PITTSBURGH, Aug. 25 – Following are statements of Jeffrey A. Romoff, President and CEO of UPMC, and W. Thomas McGough, Jr., Senior Vice-President and Chief Legal Officer of UPMC, before the Pennsylvania House of Representatives Insurance Committee today.

Statement of Jeffrey A. Romoff

Good morning. I am Jeffrey Romoff, President and CEO of UPMC. Attending with me is Mr. W. Thomas McGough, Jr., UPMC’s Senior Vice President and Chief Legal Officer.

On behalf of UPMC, our Board of Directors, and our 54,000 employees, thank you for this opportunity to discuss the significant changes that are occurring in health care in Western Pennsylvania, while addressing some of the misconceptions about the nonrenewal of our contract with Highmark. Mr. McGough will then add some of the specifics.

Few would argue about the many positive contributions UPMC has made to our community.

  • We are recognized worldwide for delivering among the finest health care that exists anywhere and have been named by US News & World Report to the Honor Roll of America’s Best Hospitals for more than a decade.

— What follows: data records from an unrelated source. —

#[cfg(test)]
mod tests {
    use super::*;

    fn analyzer() -> SemanticAnalyzer {
        SemanticAnalyzer::french().unwrap()
    }

    fn find<'a>(entities: &'a [SemanticEntity], name: &str) -> Option<&'a SemanticEntity> {
        entities.iter().find(|e| e.name == name)
    }

    #[test]
    fn test_embedded_config_loads() {
        let config = SemanticConfig::french().unwrap();
        assert_eq!(config.topics.len(), 10);
        assert_eq!(config.relations.default_predicate, "associé à");
    }

    #[test]
    fn test_titled_person_repeat_boost() {
        let text = "Le ministre Bruno Martin visite Lyon. Plus tard, le ministre Bruno Martin repart.";
        let entities = analyzer().extract_entities(text);
        let person = find(&entities, "Bruno Martin").unwrap();
        assert_eq!(person.entity_type, EntityType::Person);
        assert_eq!(person.mentions, 2);
        assert!((person.confidence - 0.9).abs() < 1e-9);
    }

    #[test]
    fn test_generic_name_requires_speech_verb() {
        let a = analyzer();

        let attributed = a.extract_entities("Claire Fontaine déclare que le projet avance.");
        let person = find(&attributed, "Claire Fontaine").unwrap();
        assert!((person.confidence - 0.6).abs() < 1e-9);

        let bare = a.extract_entities("Grande Parade organisée hier soir dans le centre.");
        assert!(find(&bare, "Grande Parade").is_none());
    }

    #[test]
    fn test_places_and_organizations() {
        let text = "Le ministère de la Santé a réuni les élus de Bretagne et la SNCF à Rennes.";
        let entities = analyzer().extract_entities(text);

        let ministry = find(&entities, "ministère de la Santé").unwrap();
        assert_eq!(ministry.entity_type, EntityType::Organization);
        assert!((ministry.confidence - 0.7).abs() < 1e-9);

        let region = find(&entities, "Bretagne").unwrap();
        assert_eq!(region.entity_type, EntityType::Place);
        assert!((region.confidence - 0.9).abs() < 1e-9);

        assert!(find(&entities, "SNCF").is_some());
        assert!(find(&entities, "Rennes").is_some());
    }

    #[test]
    fn test_topic_confidence_from_mentions() {
        let text = "La croissance de l'économie soutient l'emploi.";
        let entities = analyzer().extract_entities(text);
        let topic = find(&entities, "économie").unwrap();
        assert_eq!(topic.entity_type, EntityType::Topic);
        assert_eq!(topic.mentions, 3);
        assert!((topic.confidence - 0.8).abs() < 1e-9);
    }

    #[test]
    fn test_entities_sorted_and_truncated() {
        let cities = [
            "Paris", "Lyon", "Marseille", "Toulouse", "Nice", "Nantes", "Strasbourg",
            "Montpellier", "Bordeaux", "Lille", "Rennes", "Reims", "Toulon", "Grenoble",
            "Dijon", "Angers", "Brest", "Rouen", "Metz", "Corse", "Berlin", "Londres",
            "Madrid", "Rome", "Moscou", "Washington",
        ];
        let text = format!("Tournée à {} pour le sport.", cities.join(", "));
        let entities = analyzer().extract_entities(&text);
        assert_eq!(entities.len(), MAX_ENTITIES);
        assert!(entities.windows(2).all(|w| w[0].confidence >= w[1].confidence));
    }

    #[test]
    fn test_relation_with_connective() {
        let text = "Le président Paul Durand critique vivement la SNCF.";
        let analysis = analyzer().analyze(text);
        let relation = analysis
            .relations
            .iter()
            .find(|r| r.subject == "Paul Durand" && r.object == "SNCF")
            .unwrap();
        assert_eq!(relation.sentiment, Sentiment::Negative);
        assert_eq!(relation.predicate, "critique");
        assert!(relation.strength > 0.6);
    }

    #[test]
    fn test_relation_defaults_to_neutral() {
        let text = "Rencontre entre Lyon et Marseille ce week-end.";
        let analysis = analyzer().analyze(text);
        let relation = &analysis.relations[0];
        assert_eq!(relation.sentiment, Sentiment::Neutral);
        assert_eq!(relation.predicate, "associé à");
    }

    #[test]
    fn test_topic_sentiment_dominant() {
        let text = "Le sport français connaît un grand succès. Le match est une victoire. Le championnat continue.";
        let analysis = analyzer().analyze(text);
        let sport = analysis
            .topic_sentiments
            .iter()
            .find(|t| t.topic == "sport")
            .unwrap();
        assert_eq!(sport.positive, 2);
        assert_eq!(sport.neutral, 1);
        assert_eq!(sport.dominant_sentiment, Sentiment::Positive);
    }

    #[test]
    fn test_key_phrases_prefer_marked_sentences() {
        let text = "Court. Le président annonce à Paris une réforme historique et majeure pour tout le pays entier.";
        let phrases = analyzer().analyze(text).key_phrases;
        assert_eq!(phrases.len(), 1);
        assert!(phrases[0].starts_with("Le président annonce"));
    }

    #[test]
    fn test_semantic_density_bounds() {
        assert_eq!(semantic_density(&[], 10), 0.0);
        let entity = SemanticEntity::new("Paris", EntityType::Place, 0.9);
        let density = semantic_density(&[entity], 10);
        assert!((density - 0.7).abs() < 1e-9);
    }

    #[test]
    fn test_name_after_capitalized_stopword() {
        let a = analyzer();

        let entities = a.extract_entities("Selon Claire Fontaine, le projet avance.");
        let person = find(&entities, "Claire Fontaine").unwrap();
        assert_eq!(person.entity_type, EntityType::Person);
        assert!((person.confidence - 0.6).abs() < 1e-9);

        let entities = a.extract_entities("Pour Claire Fontaine, dit-on, le projet avance.");
        assert!(find(&entities, "Claire Fontaine").is_some());
    }

    #[test]
    fn test_topic_keywords_match_whole_words() {
        let a = analyzer();
        let has_topic = |text: &str| {
            a.extract_entities(text)
                .iter()
                .any(|e| e.entity_type == EntityType::Topic)
        };

        assert!(!has_topic("Les supporters vont partir particulièrement tôt pour la partie."));
        assert!(!has_topic("Il faut patienter avant de juger."));

        let entities = a.extract_entities("Chaque parti présente ses candidats.");
        let politics = find(&entities, "politique").unwrap();
        assert_eq!(politics.mentions, 1);

        let entities = a.extract_entities("Les partis et les juges se rencontrent.");
        assert!(find(&entities, "politique").is_some());
        assert!(find(&entities, "justice").is_some());
    }

    #[test]
    fn test_relations_capped() {
        let text = "Paris, Lyon, Marseille, Toulouse, Nice, Nantes, Strasbourg, Bordeaux et Lille signent un accord.";
        let analysis = analyzer().analyze(text);
        assert_eq!(analysis.relations.len(), MAX_RELATIONS);
    }

    #[test]
    fn test_key_phrases_capped() {
        let text = (0..7)
            .map(|i| format!("Le conseil adopte une mesure importante pour le quartier numéro {i}."))
            .collect::<Vec<_>>()
            .join(" ");
        let phrases = analyzer().analyze(&text).key_phrases;
        assert_eq!(phrases.len(), MAX_KEY_PHRASES);
        assert!(phrases[0].ends_with("numéro 0."));
        assert!(phrases[4].ends_with("numéro 4."));
    }

    #[test]
    fn test_abbreviated_title_counts_for_key_phrases() {
        let text = "Hier soir M. Dupont a présenté un nouveau plan pour la ville entière.";
        let phrases = analyzer().analyze(text).key_phrases;
        assert_eq!(phrases, vec![text.to_string()]);
    }

    #[test]
    fn test_empty_text() {
        let analysis = analyzer().analyze("   ");
        assert!(analysis.entities.is_empty());
        assert_eq!(analysis.semantic_density, 0.0);
    }
}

There are only a handful of cities in the entire country that can claim a health system that is ranked as one of the nation’s best in 15 of 16 medical specialty areas – and Pittsburgh is one of them.
  • We create thousands of jobs that give our children career opportunities in Pittsburgh and attract talent from around the globe, and with 54,000 employees we are one of the two largest employers in the Commonwealth, creating an economic benefit to the region of nearly $20 billion dollars per year.
  • Last year, our direct contributions to the community – uncompensated care, community services and support for research and education – exceeded $560 million. Put another way, for every dollar of profit we put aside to re-invest in the finest health care, we have put two dollars to work in meeting specific community needs.
  • In an effort to introduce choice and competition in a closed health insurance market, twelve years ago we created the UPMC Health Plan, which offers direct and coordinated “front door” access to our doctors and hospitals. That health plan has been nationally recognized for its innovations in forging a healthy workplace and is ranked number one in customer satisfaction in Pennsylvania by JD Power and Associates.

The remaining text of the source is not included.